DIRECTIONS FOR THIS TASK:
Count every line in the data below where the word "HtmlParse" appears, then state only that count.

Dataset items
-=-=-=-=-
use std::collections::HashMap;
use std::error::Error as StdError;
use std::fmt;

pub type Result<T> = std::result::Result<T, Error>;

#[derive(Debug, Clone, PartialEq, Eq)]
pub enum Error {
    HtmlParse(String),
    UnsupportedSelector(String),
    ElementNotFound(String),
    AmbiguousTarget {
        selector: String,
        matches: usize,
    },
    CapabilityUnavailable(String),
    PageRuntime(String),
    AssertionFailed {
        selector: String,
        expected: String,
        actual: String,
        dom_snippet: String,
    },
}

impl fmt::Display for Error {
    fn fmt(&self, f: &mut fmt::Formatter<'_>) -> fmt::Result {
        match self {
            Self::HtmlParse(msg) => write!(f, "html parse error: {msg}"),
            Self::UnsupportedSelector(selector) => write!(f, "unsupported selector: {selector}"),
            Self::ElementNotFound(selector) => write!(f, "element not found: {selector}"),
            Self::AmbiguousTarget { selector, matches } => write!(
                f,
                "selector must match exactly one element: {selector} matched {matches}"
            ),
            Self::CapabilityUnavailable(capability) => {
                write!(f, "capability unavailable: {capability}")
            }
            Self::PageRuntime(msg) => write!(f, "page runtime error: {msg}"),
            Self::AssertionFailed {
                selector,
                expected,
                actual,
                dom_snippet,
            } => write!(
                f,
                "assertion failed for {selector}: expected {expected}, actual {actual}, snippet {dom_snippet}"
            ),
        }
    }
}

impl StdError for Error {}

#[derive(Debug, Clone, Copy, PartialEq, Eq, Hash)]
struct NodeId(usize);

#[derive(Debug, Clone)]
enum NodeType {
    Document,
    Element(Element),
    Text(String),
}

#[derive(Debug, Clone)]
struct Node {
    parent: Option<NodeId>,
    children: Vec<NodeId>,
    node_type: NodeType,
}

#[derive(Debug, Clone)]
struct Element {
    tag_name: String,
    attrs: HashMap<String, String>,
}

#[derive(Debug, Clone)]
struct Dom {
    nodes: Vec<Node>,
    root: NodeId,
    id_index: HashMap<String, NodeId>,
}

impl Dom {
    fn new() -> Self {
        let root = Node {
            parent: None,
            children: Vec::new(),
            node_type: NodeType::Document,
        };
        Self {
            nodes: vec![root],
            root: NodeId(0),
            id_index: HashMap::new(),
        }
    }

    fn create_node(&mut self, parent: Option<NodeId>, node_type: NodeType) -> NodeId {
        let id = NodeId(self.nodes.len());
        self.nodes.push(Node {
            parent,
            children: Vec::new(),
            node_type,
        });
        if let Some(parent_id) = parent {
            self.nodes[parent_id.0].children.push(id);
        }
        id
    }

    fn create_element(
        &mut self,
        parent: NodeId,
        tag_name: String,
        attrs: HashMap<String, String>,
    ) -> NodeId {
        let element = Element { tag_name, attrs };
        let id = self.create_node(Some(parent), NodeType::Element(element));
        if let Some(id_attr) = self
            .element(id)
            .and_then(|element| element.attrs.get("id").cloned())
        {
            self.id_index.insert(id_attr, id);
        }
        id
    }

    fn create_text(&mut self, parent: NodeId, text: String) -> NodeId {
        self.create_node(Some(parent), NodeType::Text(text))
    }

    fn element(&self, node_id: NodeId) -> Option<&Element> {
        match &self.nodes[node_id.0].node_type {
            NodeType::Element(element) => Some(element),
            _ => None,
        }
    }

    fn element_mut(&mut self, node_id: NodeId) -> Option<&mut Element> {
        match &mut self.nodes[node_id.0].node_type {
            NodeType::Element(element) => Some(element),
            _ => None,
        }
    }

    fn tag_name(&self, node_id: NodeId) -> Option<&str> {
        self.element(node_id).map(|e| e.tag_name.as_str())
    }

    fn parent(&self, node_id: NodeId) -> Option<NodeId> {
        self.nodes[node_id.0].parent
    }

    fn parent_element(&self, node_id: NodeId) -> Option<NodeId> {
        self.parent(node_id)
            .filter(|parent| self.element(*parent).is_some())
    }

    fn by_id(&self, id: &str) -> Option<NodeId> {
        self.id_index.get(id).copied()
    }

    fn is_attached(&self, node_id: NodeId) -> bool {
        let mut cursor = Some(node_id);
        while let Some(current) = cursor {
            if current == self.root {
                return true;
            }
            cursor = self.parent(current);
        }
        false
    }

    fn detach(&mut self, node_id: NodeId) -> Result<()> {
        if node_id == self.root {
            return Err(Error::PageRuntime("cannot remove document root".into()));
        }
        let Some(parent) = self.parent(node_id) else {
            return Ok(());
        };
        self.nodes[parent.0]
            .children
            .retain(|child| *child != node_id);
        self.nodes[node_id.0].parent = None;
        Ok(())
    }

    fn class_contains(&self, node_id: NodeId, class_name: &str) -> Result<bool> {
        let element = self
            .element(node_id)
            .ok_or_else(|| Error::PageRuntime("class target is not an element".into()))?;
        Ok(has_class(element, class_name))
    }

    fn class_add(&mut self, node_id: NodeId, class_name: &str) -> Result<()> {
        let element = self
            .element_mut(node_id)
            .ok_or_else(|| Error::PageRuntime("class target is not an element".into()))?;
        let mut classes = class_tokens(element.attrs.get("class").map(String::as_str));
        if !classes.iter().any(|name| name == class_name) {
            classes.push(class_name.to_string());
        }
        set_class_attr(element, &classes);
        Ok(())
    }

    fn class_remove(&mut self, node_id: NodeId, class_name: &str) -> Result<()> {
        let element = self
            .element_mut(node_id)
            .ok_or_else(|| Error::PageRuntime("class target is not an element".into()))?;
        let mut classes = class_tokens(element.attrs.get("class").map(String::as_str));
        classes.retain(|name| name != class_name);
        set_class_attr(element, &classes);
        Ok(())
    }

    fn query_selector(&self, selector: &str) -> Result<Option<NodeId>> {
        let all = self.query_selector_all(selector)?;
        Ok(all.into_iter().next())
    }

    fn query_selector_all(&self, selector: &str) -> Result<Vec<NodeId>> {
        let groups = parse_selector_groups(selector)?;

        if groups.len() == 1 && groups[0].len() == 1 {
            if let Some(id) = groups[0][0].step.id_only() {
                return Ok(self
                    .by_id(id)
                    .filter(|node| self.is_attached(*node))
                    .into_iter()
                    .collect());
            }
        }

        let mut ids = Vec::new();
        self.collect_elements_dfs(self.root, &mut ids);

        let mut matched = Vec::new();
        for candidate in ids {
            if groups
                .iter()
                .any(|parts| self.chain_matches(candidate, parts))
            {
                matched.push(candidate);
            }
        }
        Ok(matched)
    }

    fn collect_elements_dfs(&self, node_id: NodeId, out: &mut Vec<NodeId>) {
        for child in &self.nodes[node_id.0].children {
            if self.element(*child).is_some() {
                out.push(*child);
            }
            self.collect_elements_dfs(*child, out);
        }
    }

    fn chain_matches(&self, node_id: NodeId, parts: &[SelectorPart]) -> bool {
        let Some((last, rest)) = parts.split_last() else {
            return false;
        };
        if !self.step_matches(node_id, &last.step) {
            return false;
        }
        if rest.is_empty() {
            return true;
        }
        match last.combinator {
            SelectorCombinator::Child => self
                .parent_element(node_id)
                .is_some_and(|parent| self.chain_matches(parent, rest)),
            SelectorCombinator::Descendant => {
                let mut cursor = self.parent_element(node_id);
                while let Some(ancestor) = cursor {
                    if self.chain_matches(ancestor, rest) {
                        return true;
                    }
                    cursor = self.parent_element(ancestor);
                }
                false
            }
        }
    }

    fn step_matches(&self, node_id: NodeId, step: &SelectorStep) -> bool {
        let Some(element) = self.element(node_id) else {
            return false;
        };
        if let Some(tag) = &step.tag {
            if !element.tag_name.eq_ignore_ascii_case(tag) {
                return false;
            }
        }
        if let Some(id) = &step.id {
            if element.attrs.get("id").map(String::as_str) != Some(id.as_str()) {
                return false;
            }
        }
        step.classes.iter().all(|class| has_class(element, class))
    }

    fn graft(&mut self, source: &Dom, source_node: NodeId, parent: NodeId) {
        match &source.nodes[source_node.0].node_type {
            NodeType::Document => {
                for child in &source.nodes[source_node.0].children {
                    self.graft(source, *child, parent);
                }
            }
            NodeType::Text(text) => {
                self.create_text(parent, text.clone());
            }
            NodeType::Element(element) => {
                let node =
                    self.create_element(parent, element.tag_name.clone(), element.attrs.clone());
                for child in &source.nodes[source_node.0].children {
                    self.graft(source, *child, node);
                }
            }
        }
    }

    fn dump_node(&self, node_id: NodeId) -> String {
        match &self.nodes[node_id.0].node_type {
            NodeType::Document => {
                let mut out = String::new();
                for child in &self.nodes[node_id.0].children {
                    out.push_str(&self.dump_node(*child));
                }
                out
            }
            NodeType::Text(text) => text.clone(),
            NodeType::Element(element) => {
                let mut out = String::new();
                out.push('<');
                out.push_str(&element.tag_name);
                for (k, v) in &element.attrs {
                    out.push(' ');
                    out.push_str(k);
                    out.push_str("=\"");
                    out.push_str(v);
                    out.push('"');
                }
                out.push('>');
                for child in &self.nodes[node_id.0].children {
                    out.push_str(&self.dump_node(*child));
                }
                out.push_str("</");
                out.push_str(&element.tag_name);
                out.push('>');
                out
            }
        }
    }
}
-=-=-=-=-
ANSWER SPACE:
2